**Your objective:** Scan the entries below. Report each line where the string "parsed" occurs.

(Stored data)
※ ※ ※

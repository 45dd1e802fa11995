//! Object storage abstraction for the snapshot bucket.
//!
//! Wraps an [`object_store::ObjectStore`] behind the small surface the
//! pipeline needs: delimiter listing of top-level snapshot folders,
//! existence probes for completion markers, file reads, and recursive
//! prefix deletion. Supports S3 for production and the local filesystem
//! for tests.

use std::collections::HashMap;
use std::sync::Arc;

use bytes::Bytes;
use futures::{StreamExt, TryStreamExt};
use object_store::local::LocalFileSystem;
use object_store::path::Path;
use object_store::{ObjectStore, PutPayload};
use snafu::prelude::*;
use tracing::debug;
use url::Url;

use crate::error::{InvalidUrlSnafu, ObjectStoreSnafu, StorageError};

/// A reference-counted snapshot store.
pub type SnapshotStoreRef = Arc<SnapshotStore>;

/// Storage handle for the snapshot bucket.
#[derive(Clone)]
pub struct SnapshotStore {
    object_store: Arc<dyn ObjectStore>,
    /// Key prefix within the store, when the URL carries one.
    key: Option<Path>,
    canonical_url: String,
}

impl std::fmt::Debug for SnapshotStore {
    fn fmt(&self, f: &mut std::fmt::Formatter<'_>) -> std::fmt::Result {
        write!(f, "SnapshotStore<{}>", self.canonical_url)
    }
}

impl SnapshotStore {
    /// Create a store for the given URL with storage options.
    ///
    /// URLs with a scheme (`s3://bucket/prefix`) are dispatched to the
    /// matching cloud backend; bare paths map to the local filesystem.
    pub fn for_url_with_options(
        url: &str,
        options: HashMap<String, String>,
    ) -> Result<Self, StorageError> {
        if url.is_empty() {
            return InvalidUrlSnafu { url }.fail();
        }

        match Url::parse(url) {
            Ok(parsed) if parsed.scheme() != "file" => {
                let (store, key) =
                    object_store::parse_url_opts(&parsed, options).context(ObjectStoreSnafu)?;
                let key = (!key.as_ref().is_empty()).then_some(key);
                Ok(Self {
                    object_store: Arc::from(store),
                    key,
                    canonical_url: url.to_string(),
                })
            }
            _ => {
                let path = url.strip_prefix("file://").unwrap_or(url);
                let store = LocalFileSystem::new_with_prefix(path)
                    .map_err(|source| StorageError::ObjectStore { source })?
                    .with_automatic_cleanup(true);
                Ok(Self {
                    object_store: Arc::new(store),
                    key: None,
                    canonical_url: url.to_string(),
                })
            }
        }
    }

    /// Qualify a path with the configured key prefix.
    fn qualify(&self, path: &Path) -> Path {
        match &self.key {
            Some(prefix) => prefix.parts().chain(path.parts()).collect(),
            None => path.clone(),
        }
    }

    /// Strip the configured key prefix from an absolute path.
    fn strip(&self, path: &Path) -> Path {
        let skip = self
            .key
            .as_ref()
            .map(|key| key.parts().count())
            .unwrap_or_default();
        path.parts().skip(skip).collect()
    }

    /// List top-level folder names one level deep, using a delimiter listing.
    ///
    /// Returns the final path segment of each common prefix, unsorted.
    pub async fn list_top_level_dirs(&self) -> Result<Vec<String>, StorageError> {
        let listing = self
            .object_store
            .list_with_delimiter(self.key.as_ref())
            .await
            .context(ObjectStoreSnafu)?;

        let dirs: Vec<String> = listing
            .common_prefixes
            .iter()
            .filter_map(|prefix| self.strip(prefix).parts().last().map(|p| p.as_ref().to_string()))
            .collect();

        debug!(count = dirs.len(), "Listed top-level folders");
        Ok(dirs)
    }

    /// Check whether an object exists at the given path.
    pub async fn exists(&self, path: &Path) -> Result<bool, StorageError> {
        match self.object_store.head(&self.qualify(path)).await {
            Ok(_) => Ok(true),
            Err(object_store::Error::NotFound { .. }) => Ok(false),
            Err(source) => Err(StorageError::ObjectStore { source }),
        }
    }

    /// List every object under a prefix, paginating through the store.
    ///
    /// Returns paths relative to the configured key prefix, sorted.
    pub async fn list_prefix(&self, prefix: &str) -> Result<Vec<Path>, StorageError> {
        let full_prefix = self.qualify(&Path::from(prefix));
        let mut paths: Vec<Path> = self
            .object_store
            .list(Some(&full_prefix))
            .map_ok(|meta| self.strip(&meta.location))
            .try_collect()
            .await
            .context(ObjectStoreSnafu)?;
        paths.sort();
        Ok(paths)
    }

    /// Get the contents of a file.
    pub async fn get(&self, path: &Path) -> Result<Bytes, StorageError> {
        let result = self
            .object_store
            .get(&self.qualify(path))
            .await
            .context(ObjectStoreSnafu)?;
        result.bytes().await.context(ObjectStoreSnafu)
    }

    /// Put bytes to a path. Used by fixtures and tests.
    pub async fn put(&self, path: &Path, bytes: Vec<u8>) -> Result<(), StorageError> {
        self.object_store
            .put(&self.qualify(path), PutPayload::from(Bytes::from(bytes)))
            .await
            .context(ObjectStoreSnafu)?;
        Ok(())
    }

    /// Delete every object under a prefix, batching deletes through the store.
    ///
    /// Returns the number of objects deleted.
    pub async fn delete_prefix(&self, prefix: &str) -> Result<usize, StorageError> {
        let full_prefix = self.qualify(&Path::from(prefix));
        let locations = self
            .object_store
            .list(Some(&full_prefix))
            .map_ok(|meta| meta.location)
            .boxed();

        let deleted: Vec<Path> = self
            .object_store
            .delete_stream(locations)
            .try_collect()
            .await
            .context(ObjectStoreSnafu)?;

        debug!(prefix = %prefix, count = deleted.len(), "Deleted objects under prefix");
        Ok(deleted.len())
    }
}

#[cfg(test)]
mod tests {
    use super::*;
    use tempfile::TempDir;

    fn create_test_storage(temp_dir: &TempDir) -> SnapshotStore {
        SnapshotStore::for_url_with_options(temp_dir.path().to_str().unwrap(), HashMap::new())
            .unwrap()
    }

    #[test]
    fn test_empty_url_rejected() {
        assert!(SnapshotStore::for_url_with_options("", HashMap::new()).is_err());
    }

    #[tokio::test]
    async fn test_list_top_level_dirs() {
        let temp_dir = TempDir::new().unwrap();
        for folder in ["2025070100", "2025070200", "notes"] {
            let dir = temp_dir.path().join(folder);
            std::fs::create_dir_all(&dir).unwrap();
            std::fs::write(dir.join("file.txt"), b"x").unwrap();
        }
        // Top-level objects are not folders and must not appear
        std::fs::write(temp_dir.path().join("README"), b"x").unwrap();

        let storage = create_test_storage(&temp_dir);
        let mut dirs = storage.list_top_level_dirs().await.unwrap();
        dirs.sort();

        assert_eq!(dirs, vec!["2025070100", "2025070200", "notes"]);
    }

    #[tokio::test]
    async fn test_exists() {
        let temp_dir = TempDir::new().unwrap();
        let dir = temp_dir.path().join("2025070100/livemode");
        std::fs::create_dir_all(&dir).unwrap();
        std::fs::write(dir.join("coreapi_SUCCESS"), b"").unwrap();

        let storage = create_test_storage(&temp_dir);
        assert!(
            storage
                .exists(&Path::from("2025070100/livemode/coreapi_SUCCESS"))
                .await
                .unwrap()
        );
        assert!(
            !storage
                .exists(&Path::from("2025070200/livemode/coreapi_SUCCESS"))
                .await
                .unwrap()
        );
    }

    #[tokio::test]
    async fn test_list_prefix_returns_sorted_relative_paths() {
        let temp_dir = TempDir::new().unwrap();
        let dir = temp_dir.path().join("2025070100/livemode/charges");
        std::fs::create_dir_all(&dir).unwrap();
        std::fs::write(dir.join("part-1.parquet"), b"b").unwrap();
        std::fs::write(dir.join("part-0.parquet"), b"a").unwrap();

        let storage = create_test_storage(&temp_dir);
        let paths = storage
            .list_prefix("2025070100/livemode/charges")
            .await
            .unwrap();

        assert_eq!(
            paths.iter().map(|p| p.to_string()).collect::<Vec<_>>(),
            vec![
                "2025070100/livemode/charges/part-0.parquet",
                "2025070100/livemode/charges/part-1.parquet",
            ]
        );
    }

    #[tokio::test]
    async fn test_delete_prefix() {
        let temp_dir = TempDir::new().unwrap();
        let old = temp_dir.path().join("2025070100/livemode/charges");
        let new = temp_dir.path().join("2025070200/livemode/charges");
        std::fs::create_dir_all(&old).unwrap();
        std::fs::create_dir_all(&new).unwrap();
        std::fs::write(old.join("part-0.parquet"), b"a").unwrap();
        std::fs::write(old.join("part-1.parquet"), b"b").unwrap();
        std::fs::write(new.join("part-0.parquet"), b"c").unwrap();

        let storage = create_test_storage(&temp_dir);
        let deleted = storage.delete_prefix("2025070100").await.unwrap();

        assert_eq!(deleted, 2);
        assert!(!old.join("part-0.parquet").exists());
        assert!(new.join("part-0.parquet").exists());
    }

    #[tokio::test]
    async fn test_get_and_put_roundtrip() {
        let temp_dir = TempDir::new().unwrap();
        let storage = create_test_storage(&temp_dir);

        let path = Path::from("2025070100/livemode/coreapi_SUCCESS");
        storage.put(&path, b"ok".to_vec()).await.unwrap();
        let bytes = storage.get(&path).await.unwrap();
        assert_eq!(bytes.as_ref(), b"ok");
    }
}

※ ※ ※

**Written solution:**
            Ok(parsed) if parsed.scheme() != "file" => {
                    object_store::parse_url_opts(&parsed, options).context(ObjectStoreSnafu)?;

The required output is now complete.